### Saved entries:
use thiserror::Error;

/// Failures surfaced by the acceleration-structure builders. Traversal never
/// fails; a miss is reported through the hit record's sentinel.
#[derive(Debug, Error, Clone, Copy, PartialEq)]
pub enum BuildError {
    #[error("grid density must be a positive finite value, got {0}")]
    InvalidDensity(f32),

    #[error("builder cost must be a positive finite value, got {0}")]
    InvalidCost(f32),

    #[error("node count exceeds the 30-bit node index capacity")]
    TooManyNodes,

    #[error("object reference count exceeds the 30-bit reference capacity")]
    TooManyRefs,

    #[error("object set bounds are not finite")]
    InvalidBounds,
}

### Work request:
In how many lines of the records does the word "capacity" appear? Give the number alone.

### Response:
2